Even as consumers continue to pay higher prices for petrol and diesel, country’s biggest oil marketing companies are expected to reap in higher margins on sale of the two products substantially improving their profitability, claims a report by ICICI Securities.
As per oil sector analysts of ICICI Securities, at current retail price of petrol and diesel, OMCs are making a net marketing margin of Rs 4.78 per litre, much higher than levels prevailing in previous months. What more, the companies are making money on sale of petrol and diesel while keeping the retail price of the two products unchanged for over a month now, denying consumers of price cuts on fuel prices during the current difficult period.
According to the report by ICICI Securities, auto fuel net marketing margins are estimated at Rs 4.43 per litre in H1FY21. “With net margin at Rs 3.28 per litre in Q3FY21 till date, it appears likely that net margins would be higher than our FY21 estimate of Rs3.3/l,” ICICI Securities projected in its report on the oil sector.
OMCs are also seeing an increase in consumption of petrol and diesel as the unlocking of post Covid-19 related lockdown has kicked up demand for fuel. OMCs may gain further from Increased volumes in addition to the higher net margin available on the products.

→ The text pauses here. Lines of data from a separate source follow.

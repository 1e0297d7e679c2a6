//! Hardware group clusters and their per-frame tagging pass.
//!
//! A group runs `Idle → Tagging → Dispatched → Idle` per frame; at most one
//! Tagging/Dispatched transition is in flight per group at a time. A
//! queue-head identity violation flips the group into `Faulted`, which
//! terminates its stream cleanly.

use smallvec::SmallVec;
use tracing::warn;

use acheron_core::frame::{Frame, FramePool};
use acheron_core::geometry::{ChainGeometry, PixelSize};
use acheron_core::ids::{GroupSlot, TapId};
use acheron_core::metrics::ChainCounters;
use acheron_core::params::DeltaMask;
use acheron_core::region::ParamTable;

use crate::error::ChainError;
use crate::tap::{CaptureTap, TapState};

/// Per-frame state of one hardware group.
#[derive(Debug, Clone, Copy, Default, PartialEq, Eq)]
pub enum GroupState {
    #[default]
    Idle,
    /// Running the tap dispatcher for a frame.
    Tagging,
    /// A non-blocking shot is in flight.
    Dispatched,
    /// Unrecoverable identity violation; the group's stream is dead.
    Faulted,
}

/// One hardware pipeline stage cluster and its owned capture taps.
pub struct Group {
    slot: GroupSlot,
    state: GroupState,
    taps: SmallVec<[CaptureTap; 2]>,
    pool: FramePool,
    inflight: u32,
    opened: bool,
}

impl Group {
    /// Create the group with its owned taps and frame queue.
    ///
    /// Only the first group in the chain preallocates frames; downstream
    /// groups receive frames via resubmission.
    pub fn new(slot: GroupSlot, frame_capacity: usize) -> Self {
        let taps = TapId::ALL
            .iter()
            .filter(|tap| tap.group() == slot)
            .map(|tap| CaptureTap::new(*tap))
            .collect();
        Self {
            slot,
            state: GroupState::Idle,
            taps,
            pool: FramePool::with_capacity(frame_capacity),
            inflight: 0,
            opened: false,
        }
    }

    pub fn slot(&self) -> GroupSlot {
        self.slot
    }

    pub fn state(&self) -> GroupState {
        self.state
    }

    pub fn is_open(&self) -> bool {
        self.opened
    }

    /// Frames currently in flight through the engine for this group.
    pub fn inflight(&self) -> u32 {
        self.inflight
    }

    /// The group's frame queues.
    pub fn pool(&self) -> &FramePool {
        &self.pool
    }

    pub fn tap(&self, id: TapId) -> Option<&CaptureTap> {
        self.taps.iter().find(|tap| tap.id() == id)
    }

    pub fn tap_mut(&mut self, id: TapId) -> Option<&mut CaptureTap> {
        self.taps.iter_mut().find(|tap| tap.id() == id)
    }

    /// Open the group and all owned taps.
    pub fn open(&mut self) {
        if self.opened {
            return;
        }
        for tap in &mut self.taps {
            tap.open();
        }
        self.state = GroupState::Idle;
        self.inflight = 0;
        self.opened = true;
    }

    /// Close the group, its taps, and drop queued buffers.
    pub fn close(&mut self) {
        for tap in &mut self.taps {
            tap.close();
        }
        self.state = GroupState::Idle;
        self.inflight = 0;
        self.opened = false;
    }

    /// Enter the tagging phase; rejects concurrent passes.
    pub fn begin_tagging(&mut self) -> Result<(), ChainError> {
        match self.state {
            GroupState::Idle => {
                self.state = GroupState::Tagging;
                Ok(())
            }
            GroupState::Faulted => Err(ChainError::NotReady("group faulted")),
            _ => Err(ChainError::NotReady("group pass already in flight")),
        }
    }

    /// Run the tap dispatcher across every owned tap for this frame and
    /// merge the per-tap delta contributions.
    ///
    /// A bds conflict between the companion bayer taps drops the offending
    /// tap for this frame; any other tap error aborts the pass.
    pub fn tag_frame(
        &mut self,
        frame: &mut Frame,
        chain: &ChainGeometry,
        params: &mut ParamTable,
        counters: &ChainCounters,
    ) -> Result<DeltaMask, ChainError> {
        let mut merged = DeltaMask::default();
        // A started companion tap has already fixed the bds size.
        let mut bds: Option<PixelSize> = self
            .taps
            .iter()
            .find(|tap| tap.id().companion().is_some() && tap.state() == TapState::Started)
            .map(|tap| tap.size());

        for tap in &mut self.taps {
            match tap.dispatch(frame, chain, params, &mut bds, counters) {
                Ok(delta) => merged.merge(&delta),
                Err(ChainError::BdsSizeMismatch { requested, fixed }) => {
                    warn!(
                        tap = %tap.id(),
                        frame = frame.count,
                        %requested,
                        %fixed,
                        "bds size conflict, tap dropped for frame"
                    );
                    frame.clear_request(tap.id());
                    counters.tap_dropped();
                }
                Err(err) => return Err(err),
            }
        }
        Ok(merged)
    }

    /// Record the shot dispatch; the group stays busy until completion.
    pub fn mark_dispatched(&mut self) {
        self.state = GroupState::Dispatched;
        self.inflight += 1;
    }

    /// Abort a tagging pass that did not dispatch.
    pub fn abort_pass(&mut self) {
        if self.state == GroupState::Tagging {
            self.state = GroupState::Idle;
        }
    }

    /// Completion arrived for this group's in-flight shot.
    pub fn complete_pass(&mut self) {
        self.inflight = self.inflight.saturating_sub(1);
        if self.state == GroupState::Dispatched {
            self.state = GroupState::Idle;
        }
    }

    /// Terminal fault; further passes are rejected.
    pub fn fault(&mut self) {
        self.state = GroupState::Faulted;
    }
}

#[cfg(test)]
mod tests {
    use super::*;
    use acheron_core::frame::TapBuffer;
    use acheron_core::geometry::CropRect;
    use acheron_core::ids::ChainId;

    fn chain() -> ChainGeometry {
        let mut chain = ChainGeometry::default();
        let base = PixelSize::new(4096, 3072);
        let out = PixelSize::new(2560, 1920);
        chain.link(ChainId::Chain0, base, out);
        chain.segment_mut(ChainId::Chain0).crop = CropRect::full(base);
        chain.link(ChainId::Chain1, out, out);
        chain.link(ChainId::Chain2, out, out);
        chain.link(ChainId::Chain3, out, PixelSize::new(1280, 720));
        chain
    }

    #[test]
    fn groups_own_their_taps() {
        let bayer = Group::new(GroupSlot::Bayer, 4);
        assert!(bayer.tap(TapId::BayerRaw).is_some());
        assert!(bayer.tap(TapId::BayerProcessed).is_some());
        assert!(bayer.tap(TapId::ScalePreview).is_none());

        let stab = Group::new(GroupSlot::Stabilizer, 0);
        assert!(stab.tap(TapId::ScalePreview).is_some());
        assert!(stab.tap(TapId::DistortionOut).is_some());
    }

    #[test]
    fn only_one_pass_in_flight() {
        let mut group = Group::new(GroupSlot::Isp, 0);
        group.open();
        group.begin_tagging().unwrap();
        let err = group.begin_tagging().unwrap_err();
        assert_eq!(err.code(), "not_ready");
        group.mark_dispatched();
        group.complete_pass();
        group.begin_tagging().unwrap();
    }

    #[test]
    fn bds_conflict_drops_offender_but_keeps_frame() {
        let mut group = Group::new(GroupSlot::Bayer, 1);
        group.open();
        group
            .tap_mut(TapId::BayerRaw)
            .unwrap()
            .queue()
            .push(TapBuffer {
                index: 0,
                address: 0x1000,
            });
        let chain = chain();
        let mut params = ParamTable::default();
        let counters = ChainCounters::default();

        let mut frame = Frame::new();
        frame.set_request(TapId::BayerRaw, PixelSize::new(4096, 3072));
        frame.set_request(TapId::BayerProcessed, PixelSize::new(2048, 1536));

        let delta = group
            .tag_frame(&mut frame, &chain, &mut params, &counters)
            .unwrap();
        assert!(!delta.is_empty());
        assert!(frame.request(TapId::BayerRaw).enabled);
        assert!(!frame.request(TapId::BayerProcessed).enabled);
        assert_eq!(counters.snapshot().taps_dropped, 1);
    }

    #[test]
    fn faulted_group_rejects_passes() {
        let mut group = Group::new(GroupSlot::Bayer, 0);
        group.open();
        group.fault();
        assert!(group.begin_tagging().is_err());
    }
}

According to the brokerage, in September 2020, consumption of petroleum products was down just 4 per cent YoY (19 per cent in H1FY21), diesel down 6 per cent YoY (down 25 per cent YoY in H1), while petrol was up 3 per cent YoY (down 21 per cent in H1). In October 2020, petrol consumption was up yet again at 4.2 per cent YoY, even diesel was up 6.6 per cent YoY.
The report said that though weak gross refining margin (GRM) and diesel cracks are a concern for OMCs, underlying data is improving especially with inventories declining. Even in India, petrol and diesel inventories continue to fall. This augurs well for OMCs; their valuations are cheap and dividend yield high.